No Concurso Nacional Unificado (CNU) de 2024, o EPPGG foi incluído no Bloco 5 (Políticas Públicas e Gestão Governamental), ao lado de cargos como o de Analista de Infraestrutura. A estrutura do CNU foi a seguinte:

Primeira fase: prova objetiva, com caráter eliminatório e classificatório. O CNU utilizou questões de múltipla escolha com cinco alternativas, sem penalidade por erro (diferentemente da metodologia Cebraspe).
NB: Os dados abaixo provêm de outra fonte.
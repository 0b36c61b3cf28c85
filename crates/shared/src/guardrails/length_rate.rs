use std::sync::Arc;

use super::{GuardrailFuture, GuardrailReason, GuardrailVerdict, InputCandidate, InputGuardrail};
use crate::rate_limit::{RateLimitDecision, RateLimitWindow};

/// Rejects empty or over-long input, then charges the session's rate window. Over-long
/// input is rejected before it can consume quota.
pub struct LengthAndRateGuardrail {
    max_input_chars: usize,
    rate_limits: Arc<RateLimitWindow>,
}

impl LengthAndRateGuardrail {
    pub fn new(max_input_chars: usize, rate_limits: Arc<RateLimitWindow>) -> Self {
        Self {
            max_input_chars,
            rate_limits,
        }
    }

    fn evaluate(&self, input: InputCandidate<'_>) -> GuardrailVerdict {
        if input.text.trim().is_empty() {
            return GuardrailVerdict::block(GuardrailReason::EmptyInput);
        }

        let length = input.text.chars().count();
        if length > self.max_input_chars {
            return GuardrailVerdict::block(GuardrailReason::InputTooLong {
                length,
                max: self.max_input_chars,
            });
        }

        match self.rate_limits.check(input.session_key.as_str()) {
            RateLimitDecision::Allowed => GuardrailVerdict::allow(),
            RateLimitDecision::Denied {
                scope,
                retry_after_seconds,
            } => GuardrailVerdict::block(GuardrailReason::RateLimited {
                scope,
                retry_after_seconds,
            }),
        }
    }
}

impl InputGuardrail for LengthAndRateGuardrail {
    fn name(&self) -> &'static str {
        "length_and_rate"
    }

    fn validate<'a>(&'a self, input: InputCandidate<'a>) -> GuardrailFuture<'a> {
        Box::pin(async move { Ok(self.evaluate(input)) })
    }
}
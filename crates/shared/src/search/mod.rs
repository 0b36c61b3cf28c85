pub mod filter;
pub mod query;

pub use filter::FilterSpec;
pub use query::{FlagField, NumericField, Predicate, TextField, compile};
use std::future::Future;
use std::pin::Pin;
use std::time::Duration;

use hmac::{Hmac, Mac};
use sha2::Sha256;
use thiserror::Error;
use url::Url;

#[derive(Debug, Clone, PartialEq, Eq, Error)]
pub enum ObjectStoreError {
    #[error("invalid object key: {0}")]
    InvalidKey(String),
    #[error("invalid media base url: {0}")]
    InvalidBaseUrl(String),
    #[error("object store failure: {0}")]
    Backend(String),
}

pub type ObjectStoreFuture<'a> =
    Pin<Box<dyn Future<Output = Result<String, ObjectStoreError>> + Send + 'a>>;

pub trait ObjectStore: Send + Sync {
    /// Returns a time-limited read URL for `key`.
    fn presign_read<'a>(&'a self, key: &'a str, ttl: Duration) -> ObjectStoreFuture<'a>;
}

/// Presigns `{base}/{key}?expires=<unix>&signature=<hex>` with HMAC-SHA256 over the key
/// and expiry.
#[derive(Debug, Clone)]
pub struct SignedUrlPresigner {
    base_url: Url,
    signing_secret: String,
}

impl SignedUrlPresigner {
    pub fn new(base_url: &str, signing_secret: impl Into<String>) -> Result<Self, ObjectStoreError> {
        let base_url =
            Url::parse(base_url).map_err(|err| ObjectStoreError::InvalidBaseUrl(err.to_string()))?;
        if !matches!(base_url.scheme(), "http" | "https") || base_url.cannot_be_a_base() {
            return Err(ObjectStoreError::InvalidBaseUrl(format!(
                "{base_url} must be an absolute http(s) url"
            )));
        }

        Ok(Self {
            base_url,
            signing_secret: signing_secret.into(),
        })
    }

    pub fn presign_at(
        &self,
        key: &str,
        ttl: Duration,
        now_unix_seconds: i64,
    ) -> Result<String, ObjectStoreError> {
        let key = validate_key(key)?;
        let ttl_seconds = i64::try_from(ttl.as_secs().max(1)).unwrap_or(i64::MAX);
        let expires = now_unix_seconds.saturating_add(ttl_seconds);
        let signature = sign_object_read(&self.signing_secret, key, expires);

        let mut url = self.base_url.clone();
        {
            let mut segments = url
                .path_segments_mut()
                .map_err(|_| ObjectStoreError::InvalidBaseUrl(self.base_url.to_string()))?;
            segments.pop_if_empty();
            segments.extend(key.split('/'));
        }
        url.query_pairs_mut()
            .append_pair("expires", &expires.to_string())
            .append_pair("signature", &signature);

        Ok(url.into())
    }

    pub fn verify(&self, key: &str, expires: i64, signature: &str, now_unix_seconds: i64) -> bool {
        if now_unix_seconds > expires {
            return false;
        }
        let expected = sign_object_read(&self.signing_secret, key, expires);
        constant_time_eq(&expected, signature)
    }
}

impl ObjectStore for SignedUrlPresigner {
    fn presign_read<'a>(&'a self, key: &'a str, ttl: Duration) -> ObjectStoreFuture<'a> {
        Box::pin(async move { self.presign_at(key, ttl, chrono::Utc::now().timestamp()) })
    }
}

fn validate_key(key: &str) -> Result<&str, ObjectStoreError> {
    let key = key.trim().trim_start_matches('/');
    if key.is_empty() || key.split('/').any(|segment| segment.is_empty() || segment == "..") {
        return Err(ObjectStoreError::InvalidKey(key.to_string()));
    }
    Ok(key)
}

fn sign_object_read(secret: &str, key: &str, expires: i64) -> String {
    let mut mac = Hmac::<Sha256>::new_from_slice(secret.as_bytes())
        .expect("HMAC accepts shared secret key of any size");
    mac.update(key.as_bytes());
    mac.update(&[0u8]);
    mac.update(expires.to_string().as_bytes());

    let digest = mac.finalize().into_bytes();
    to_lower_hex(digest.as_slice())
}

fn constant_time_eq(left: &str, right: &str) -> bool {
    if left.len() != right.len() {
        return false;
    }

    let mut diff = 0_u8;
    for (lhs, rhs) in left.as_bytes().iter().zip(right.as_bytes().iter()) {
        diff |= lhs ^ rhs;
    }

    diff == 0
}

fn to_lower_hex(bytes: &[u8]) -> String {
    let mut hex = String::with_capacity(bytes.len() * 2);
    for byte in bytes {
        use std::fmt::Write;
        let _ = write!(hex, "{byte:02x}");
    }
    hex
}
A prova foi dividida em conhecimentos gerais (40 questões comuns a todos os candidatos do bloco) e conhecimentos específicos (20 questões do cargo). Foram utilizadas questões de caráter analítico, com enunciados contextualizados em situações da administração pública federal.

Segunda fase: prova discursiva, com caráter eliminatório e classificatório. A prova discursiva do CNU para o bloco de Políticas Públicas exigiu redação de texto dissertativo-argumentativo sobre temas de gestão pública e avaliação de políticas. A capacidade de estruturação de argumento, domínio de conceitos da administração pública e clareza expositiva foram os critérios de avaliação.

Nos concursos anteriores ao CNU (organizados diretamente pelo MGI com banca FGV), a estrutura histórica incluiu prova objetiva com questões de raciocínio analítico e conhecimentos específicos, além de prova de títulos com caráter classificatório em alguns certames. A FGV não adota penalidade por erro nas suas provas objetivas, o que modifica a estratégia de gestão de risco na prova.

Os concursos EPPGG não incluem prova oral, teste de aptidão física nem teste psicotécnico de forma sistemática, diferentemente de carreiras policiais e militares.

Banca típica e estilo: FGV

A FGV (Fundação Getulio Vargas) organiza os concursos EPPGG desde os certames de meados dos anos 2000 e foi a banca do CNU 2024. Conhecer o estilo FGV é determinante para a aprovação.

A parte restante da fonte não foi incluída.